Among the lines of the records, find all that carry the word "InMemoryDoctorStore" and copy them.

Dataset entries:

* * * * *

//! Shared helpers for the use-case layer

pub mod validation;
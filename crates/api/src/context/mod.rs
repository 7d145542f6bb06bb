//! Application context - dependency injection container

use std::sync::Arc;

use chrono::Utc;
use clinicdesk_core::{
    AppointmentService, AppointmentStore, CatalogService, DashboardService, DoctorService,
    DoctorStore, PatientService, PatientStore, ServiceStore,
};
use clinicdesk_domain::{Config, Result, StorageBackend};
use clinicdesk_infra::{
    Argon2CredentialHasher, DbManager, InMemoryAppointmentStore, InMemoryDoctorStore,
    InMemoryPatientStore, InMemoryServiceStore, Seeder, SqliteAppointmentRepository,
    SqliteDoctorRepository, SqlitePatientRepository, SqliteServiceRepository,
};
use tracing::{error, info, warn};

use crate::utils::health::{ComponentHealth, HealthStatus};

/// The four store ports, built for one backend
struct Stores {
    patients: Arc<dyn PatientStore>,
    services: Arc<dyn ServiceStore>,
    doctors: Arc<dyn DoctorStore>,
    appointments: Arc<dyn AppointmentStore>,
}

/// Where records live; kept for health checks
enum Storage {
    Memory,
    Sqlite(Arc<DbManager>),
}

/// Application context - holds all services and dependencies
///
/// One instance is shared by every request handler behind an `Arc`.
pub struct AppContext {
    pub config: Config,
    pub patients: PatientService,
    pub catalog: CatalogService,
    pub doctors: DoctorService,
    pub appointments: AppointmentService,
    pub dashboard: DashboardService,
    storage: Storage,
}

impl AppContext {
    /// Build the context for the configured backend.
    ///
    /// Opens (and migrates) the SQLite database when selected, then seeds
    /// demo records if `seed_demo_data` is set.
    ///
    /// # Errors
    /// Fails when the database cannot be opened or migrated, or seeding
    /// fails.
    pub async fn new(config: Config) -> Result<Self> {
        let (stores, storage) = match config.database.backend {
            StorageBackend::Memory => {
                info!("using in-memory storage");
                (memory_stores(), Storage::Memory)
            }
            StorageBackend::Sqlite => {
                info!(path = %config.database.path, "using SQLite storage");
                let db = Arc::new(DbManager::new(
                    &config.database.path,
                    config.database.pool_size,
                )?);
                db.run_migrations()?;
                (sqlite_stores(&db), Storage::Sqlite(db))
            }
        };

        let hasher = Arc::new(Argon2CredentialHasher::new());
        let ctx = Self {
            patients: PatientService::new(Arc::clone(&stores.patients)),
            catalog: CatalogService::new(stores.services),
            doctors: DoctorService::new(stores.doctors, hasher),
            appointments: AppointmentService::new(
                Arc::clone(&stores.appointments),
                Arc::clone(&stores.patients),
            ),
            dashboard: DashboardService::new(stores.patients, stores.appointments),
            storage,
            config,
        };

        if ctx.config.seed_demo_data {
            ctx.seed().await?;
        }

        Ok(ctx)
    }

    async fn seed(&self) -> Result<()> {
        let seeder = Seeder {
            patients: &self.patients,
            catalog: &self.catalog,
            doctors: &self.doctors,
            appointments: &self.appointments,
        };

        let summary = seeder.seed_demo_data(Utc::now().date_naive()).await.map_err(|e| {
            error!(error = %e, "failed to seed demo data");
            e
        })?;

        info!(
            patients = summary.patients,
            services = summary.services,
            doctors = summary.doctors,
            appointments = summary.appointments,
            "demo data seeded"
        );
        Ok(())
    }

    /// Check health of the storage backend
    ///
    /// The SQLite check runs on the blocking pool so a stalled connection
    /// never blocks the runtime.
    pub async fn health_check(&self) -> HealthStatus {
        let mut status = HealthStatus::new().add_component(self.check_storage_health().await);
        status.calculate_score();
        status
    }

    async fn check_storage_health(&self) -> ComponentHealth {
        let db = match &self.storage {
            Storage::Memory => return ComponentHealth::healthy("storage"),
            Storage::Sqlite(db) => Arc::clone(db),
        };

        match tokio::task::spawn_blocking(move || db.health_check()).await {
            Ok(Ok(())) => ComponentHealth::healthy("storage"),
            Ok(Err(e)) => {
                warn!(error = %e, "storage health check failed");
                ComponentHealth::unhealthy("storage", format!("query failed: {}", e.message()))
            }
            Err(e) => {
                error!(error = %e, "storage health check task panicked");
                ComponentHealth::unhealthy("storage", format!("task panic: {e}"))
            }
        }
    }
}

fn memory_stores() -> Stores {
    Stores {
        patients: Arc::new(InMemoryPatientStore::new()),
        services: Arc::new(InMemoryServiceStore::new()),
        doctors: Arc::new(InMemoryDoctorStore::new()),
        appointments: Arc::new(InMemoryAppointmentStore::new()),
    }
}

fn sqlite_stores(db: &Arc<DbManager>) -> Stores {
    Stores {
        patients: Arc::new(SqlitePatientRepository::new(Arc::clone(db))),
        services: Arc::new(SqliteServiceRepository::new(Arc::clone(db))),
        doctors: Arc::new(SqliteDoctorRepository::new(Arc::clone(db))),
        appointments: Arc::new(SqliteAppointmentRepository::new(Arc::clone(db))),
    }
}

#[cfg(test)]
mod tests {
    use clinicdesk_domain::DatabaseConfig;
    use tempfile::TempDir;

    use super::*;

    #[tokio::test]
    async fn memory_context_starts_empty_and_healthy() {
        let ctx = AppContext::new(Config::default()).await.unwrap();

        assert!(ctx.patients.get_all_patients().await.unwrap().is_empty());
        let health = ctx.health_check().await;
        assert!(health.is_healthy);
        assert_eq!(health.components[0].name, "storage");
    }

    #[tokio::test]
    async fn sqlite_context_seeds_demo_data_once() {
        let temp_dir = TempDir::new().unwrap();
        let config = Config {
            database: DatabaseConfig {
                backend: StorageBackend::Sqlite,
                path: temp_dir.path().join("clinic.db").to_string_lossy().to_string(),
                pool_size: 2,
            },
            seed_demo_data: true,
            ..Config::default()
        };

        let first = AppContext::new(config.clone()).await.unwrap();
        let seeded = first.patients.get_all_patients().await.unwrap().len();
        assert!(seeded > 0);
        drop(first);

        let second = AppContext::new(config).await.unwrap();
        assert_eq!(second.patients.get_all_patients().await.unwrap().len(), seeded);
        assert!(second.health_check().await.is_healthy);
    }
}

* * * * *

COMPLETED EXERCISE>
    Argon2CredentialHasher, DbManager, InMemoryAppointmentStore, InMemoryDoctorStore,
        doctors: Arc::new(InMemoryDoctorStore::new()),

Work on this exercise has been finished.